Addiction could be OK, but I don't want to become addicted to a Push or Slice  

DennisM, any thoughts on whether or not your warehouse practice actually improved your ball-striking?


----------



## 373 (Jun 9, 2006)

newbiegolfer said:


> DennisM, any thoughts on whether or not your warehouse practice actually improved your ball-striking?


That's a bit hard to answer. That business, warehouse and net goes back 15 years and my game was in a lot better shape then. Because I live in Miami, within 1/2 a mile of a course with a range, the net was a distraction and my real practice was outside on the range. I also didn't suffer through winter with nothing to hit into but a net. Like I said, my circumstances make it hard to compare.

If I had a net now, maybe it would help groove my swing better because I don't get to play as much anymore. I suppose it could improve my ball striking. So, what I'm saying is, I don't think you can hurt yourself with the net from a standpoint of staying loose and flexible. I don't think your ball striking will suffer.

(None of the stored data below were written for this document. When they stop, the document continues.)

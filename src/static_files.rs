//! Static file serving for mounted directories.
//!
//! A host that receives [`HostApp::mount_static`](crate::HostApp::mount_static)
//! can delegate to [`StaticFiles`]: URL paths are mapped safely under the
//! mounted directory (traversal components are rejected), content types are
//! derived from the file extension, and `.html` files can be rendered as
//! minijinja templates against a JSON context, typically one carrying the
//! published [`UrlMap`](crate::UrlMap) output for link generation.

use minijinja::Environment;
use serde_json::Value as JsonValue;
use std::fs;
use std::io;
use std::path::{Component, Path, PathBuf};

/// A file resolved from a static mount.
#[derive(Debug, Clone, PartialEq, Eq)]
pub struct StaticFile {
    /// File contents, rendered if the file was a template
    pub bytes: Vec<u8>,
    /// Content type derived from the file extension
    pub content_type: &'static str,
}

/// Serves files from a mounted directory.
pub struct StaticFiles {
    base_dir: PathBuf,
}

impl StaticFiles {
    pub fn new<P: Into<PathBuf>>(base: P) -> Self {
        Self {
            base_dir: base.into(),
        }
    }

    /// Map a URL path to a file under the base directory.
    ///
    /// Only plain path components are accepted; `..`, roots, and prefixes
    /// return `None` so a request can never escape the mount. A path that
    /// resolves to a directory falls through to its `index.html`.
    fn map_path(&self, url_path: &str) -> Option<PathBuf> {
        let mut pb = self.base_dir.clone();
        for comp in Path::new(url_path.trim_start_matches('/')).components() {
            match comp {
                Component::Normal(s) => pb.push(s),
                Component::CurDir => {}
                _ => return None,
            }
        }
        if pb.is_dir() {
            pb.push("index.html");
        }
        Some(pb)
    }

    fn content_type(path: &Path) -> &'static str {
        let ext = path
            .extension()
            .and_then(|s| s.to_str())
            .unwrap_or("")
            .to_lowercase();
        match ext.as_str() {
            "html" => "text/html",
            "css" => "text/css",
            "js" => "application/javascript",
            "json" => "application/json",
            "txt" => "text/plain",
            "svg" => "image/svg+xml",
            "png" => "image/png",
            "ico" => "image/x-icon",
            _ => "application/octet-stream",
        }
    }

    /// Resolve and read a file; `.html` files are rendered against `ctx`
    /// when one is supplied.
    pub fn serve(&self, url_path: &str, ctx: Option<&JsonValue>) -> io::Result<StaticFile> {
        let path = self
            .map_path(url_path)
            .ok_or_else(|| io::Error::new(io::ErrorKind::NotFound, "invalid path"))?;
        if !path.is_file() {
            return Err(io::Error::new(io::ErrorKind::NotFound, "file not found"));
        }
        let content_type = Self::content_type(&path);

        if content_type == "text/html" {
            if let Some(ctx_val) = ctx {
                let source = fs::read_to_string(&path)?;
                let mut env = Environment::new();
                env.add_template("page", &source)
                    .map_err(|e| io::Error::new(io::ErrorKind::InvalidData, e))?;
                let rendered = env
                    .get_template("page")
                    .and_then(|tmpl| tmpl.render(ctx_val))
                    .map_err(|e| io::Error::new(io::ErrorKind::InvalidData, e))?;
                return Ok(StaticFile {
                    bytes: rendered.into_bytes(),
                    content_type,
                });
            }
        }

        Ok(StaticFile {
            bytes: fs::read(&path)?,
            content_type,
        })
    }
}

#[cfg(test)]
mod tests {
    use super::*;
    use serde_json::json;
    use std::fs;

    fn fixture() -> tempfile::TempDir {
        let dir = tempfile::tempdir().expect("failed to create temp dir");
        fs::write(dir.path().join("hello.txt"), "Hello\n").expect("write failed");
        fs::write(
            dir.path().join("index.html"),
            "<a href=\"{{ demo_url }}\">demos</a>",
        )
        .expect("write failed");
        dir
    }

    #[test]
    fn test_map_path_prevents_traversal() {
        let sf = StaticFiles::new("public");
        assert!(sf.map_path("../Cargo.toml").is_none());
        assert!(sf.map_path("/../secrets").is_none());
    }

    #[test]
    fn test_serves_plain_files() {
        let dir = fixture();
        let sf = StaticFiles::new(dir.path());
        let file = sf.serve("hello.txt", None).expect("serve failed");
        assert_eq!(file.content_type, "text/plain");
        assert_eq!(String::from_utf8(file.bytes).expect("not utf-8"), "Hello\n");
    }

    #[test]
    fn test_directory_url_falls_through_to_index() {
        let dir = fixture();
        let sf = StaticFiles::new(dir.path());
        let file = sf.serve("/", None).expect("serve failed");
        assert_eq!(file.content_type, "text/html");
    }

    #[test]
    fn test_renders_html_against_context() {
        let dir = fixture();
        let sf = StaticFiles::new(dir.path());
        let ctx = json!({ "demo_url": "/demos/1" });
        let file = sf.serve("index.html", Some(&ctx)).expect("serve failed");
        assert_eq!(
            String::from_utf8(file.bytes).expect("not utf-8"),
            "<a href=\"/demos/1\">demos</a>"
        );
    }

    #[test]
    fn test_missing_file_is_not_found() {
        let dir = fixture();
        let sf = StaticFiles::new(dir.path());
        let err = sf.serve("ghost.txt", None).expect_err("expected error");
        assert_eq!(err.kind(), io::ErrorKind::NotFound);
    }
}
use crate::binder::{self, BindArgs};
use crate::config::{RouterConfig, UnboundPolicy};
use crate::controller::ControllerLoader;
use crate::errors::RouteError;
use crate::routes::{build_entries, parse, RouteEntry};
use crate::source::{FsSource, RoutesSource};
use once_cell::unsync::OnceCell;
use std::sync::Arc;
use tracing::info;

/// The route-table owner and the crate's public surface.
///
/// A `Router` owns its table exclusively: the table is compiled from the
/// routes file on first access, memoized, and immutable afterward.
/// Construction is cheap; all I/O is deferred to the first
/// [`get_routes`](Self::get_routes) (or any operation that needs the table).
///
/// # Concurrency
///
/// Not thread-safe by design. The memoization cell is unsynchronized, so the
/// first table access must be serialized by the caller if a `Router` is ever
/// reached from multiple threads. The [`UrlMap`] handle produced by
/// [`url_map`](Self::url_map) wraps the finished, immutable table and is
/// freely cloneable.
pub struct Router {
    config: RouterConfig,
    source: Box<dyn RoutesSource>,
    loader: Box<dyn ControllerLoader>,
    table: OnceCell<Arc<Vec<RouteEntry>>>,
}

impl Router {
    /// Create a router reading routes and static mounts from the real
    /// filesystem.
    pub fn new(config: RouterConfig, loader: impl ControllerLoader + 'static) -> Self {
        Self::with_source(config, loader, FsSource)
    }

    /// Create a router with an explicit filesystem collaborator.
    pub fn with_source(
        config: RouterConfig,
        loader: impl ControllerLoader + 'static,
        source: impl RoutesSource + 'static,
    ) -> Self {
        Self {
            config,
            source: Box::new(source),
            loader: Box::new(loader),
            table: OnceCell::new(),
        }
    }

    #[must_use]
    pub fn config(&self) -> &RouterConfig {
        &self.config
    }

    pub(crate) fn source(&self) -> &dyn RoutesSource {
        self.source.as_ref()
    }

    pub(crate) fn loader(&self) -> &dyn ControllerLoader {
        self.loader.as_ref()
    }

    /// The compiled route table, built on first call.
    ///
    /// Repeated calls return the memoized table without re-reading the
    /// routes file. Entries preserve configuration order; wildcard lines
    /// have already been expanded into concrete entries.
    pub fn get_routes(&self) -> Result<&[RouteEntry], RouteError> {
        let table = self.ensure_table()?;
        Ok(table.as_slice())
    }

    /// A cloneable reverse-resolution handle over the built table, suitable
    /// for publishing into a host's template context.
    pub fn url_map(&self) -> Result<UrlMap, RouteError> {
        let table = self.ensure_table()?;
        Ok(UrlMap {
            routes: Arc::clone(table),
            policy: self.config.unbound_values,
        })
    }

    /// Bind an argument list into a URL pattern using this router's
    /// unbound-value policy. See [`binder::bind_url`].
    pub fn bind_url(
        &self,
        pattern: &str,
        args: impl Into<BindArgs>,
    ) -> Result<String, RouteError> {
        binder::bind_url(pattern, args, self.config.unbound_values)
    }

    /// Resolve an action identifier (`controller.method`) to a concrete URL,
    /// backtracking across same-action route variants. See
    /// [`binder::reverse`].
    pub fn reverse(&self, action: &str, args: impl Into<BindArgs>) -> Result<String, RouteError> {
        let routes = self.get_routes()?;
        binder::reverse(routes, action, &args.into(), self.config.unbound_values)
    }

    /// Print the compiled table to stdout, one entry per line.
    pub fn dump_routes(&self) -> Result<(), RouteError> {
        let routes = self.get_routes()?;
        println!(
            "[routes] file={} count={}",
            self.config.routes_file.display(),
            routes.len()
        );
        for entry in routes {
            println!("[route] {}", entry);
        }
        Ok(())
    }

    fn ensure_table(&self) -> Result<&Arc<Vec<RouteEntry>>, RouteError> {
        self.table.get_or_try_init(|| self.build_table().map(Arc::new))
    }

    fn build_table(&self) -> Result<Vec<RouteEntry>, RouteError> {
        let routes_path = self.config.routes_path();
        let text = self
            .source
            .read_text(&routes_path)
            .map_err(|source| RouteError::RoutesFileUnreadable {
                path: routes_path.clone(),
                source,
            })?;

        let raw_routes = parse(&text)?;
        let controllers_dir = self.config.controllers_dir();

        let mut entries = Vec::new();
        for raw in &raw_routes {
            entries.extend(build_entries(raw, self.loader.as_ref(), &controllers_dir)?);
        }

        let summary: Vec<String> = entries.iter().take(10).map(ToString::to_string).collect();
        info!(
            routes_file = %routes_path.display(),
            route_count = entries.len(),
            routes_summary = ?summary,
            "route table built"
        );

        Ok(entries)
    }
}

impl std::fmt::Debug for Router {
    fn fmt(&self, f: &mut std::fmt::Formatter<'_>) -> std::fmt::Result {
        f.debug_struct("Router")
            .field("config", &self.config)
            .field("built", &self.table.get().is_some())
            .finish_non_exhaustive()
    }
}

/// A cheap, cloneable handle over a finished route table.
///
/// This is what [`Router::bind_routes`](crate::Router::bind_routes)
/// publishes into the host's shared template context, so views can compute
/// URLs without owning the router:
///
/// ```rust,ignore
/// let url = urls.reverse("demos.show", json!({ "id": 42 }))?;
/// ```
#[derive(Debug, Clone)]
pub struct UrlMap {
    routes: Arc<Vec<RouteEntry>>,
    policy: UnboundPolicy,
}

impl UrlMap {
    /// The table entries, in configuration order.
    #[must_use]
    pub fn routes(&self) -> &[RouteEntry] {
        &self.routes
    }

    /// Resolve an action identifier to a URL. See [`binder::reverse`].
    pub fn reverse(&self, action: &str, args: impl Into<BindArgs>) -> Result<String, RouteError> {
        binder::reverse(&self.routes, action, &args.into(), self.policy)
    }

    /// Bind arguments into a URL pattern. See [`binder::bind_url`].
    pub fn bind_url(
        &self,
        pattern: &str,
        args: impl Into<BindArgs>,
    ) -> Result<String, RouteError> {
        binder::bind_url(pattern, args, self.policy)
    }
}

You are right though that you might groove a bad habit resulting in a hook or slice if you depend on the net too much.

To stay within reasonable bounds of how the net can help with the quality of your ball flight, I'd simply say you need to make an occasional trip to the real driving range if you can, just to see where the ball is going.

Failing that, if you are in snow country, I think the net has to be preferable to nothing at all.


----------



## cbwheeler (Apr 9, 2007)

I'm very against these... Why?

Because, as an instructor, the main feedback tool I use is the path of the ball flight. And as you mentioned, these do not allow you to see that. You can develop some very bad habits using these things.

If you want to practice at home, go to Mastergrip.com and check out their heavy club. It's about $30, half the price of the Momentus clubs. I have one myself and I'm a huge fan.


----------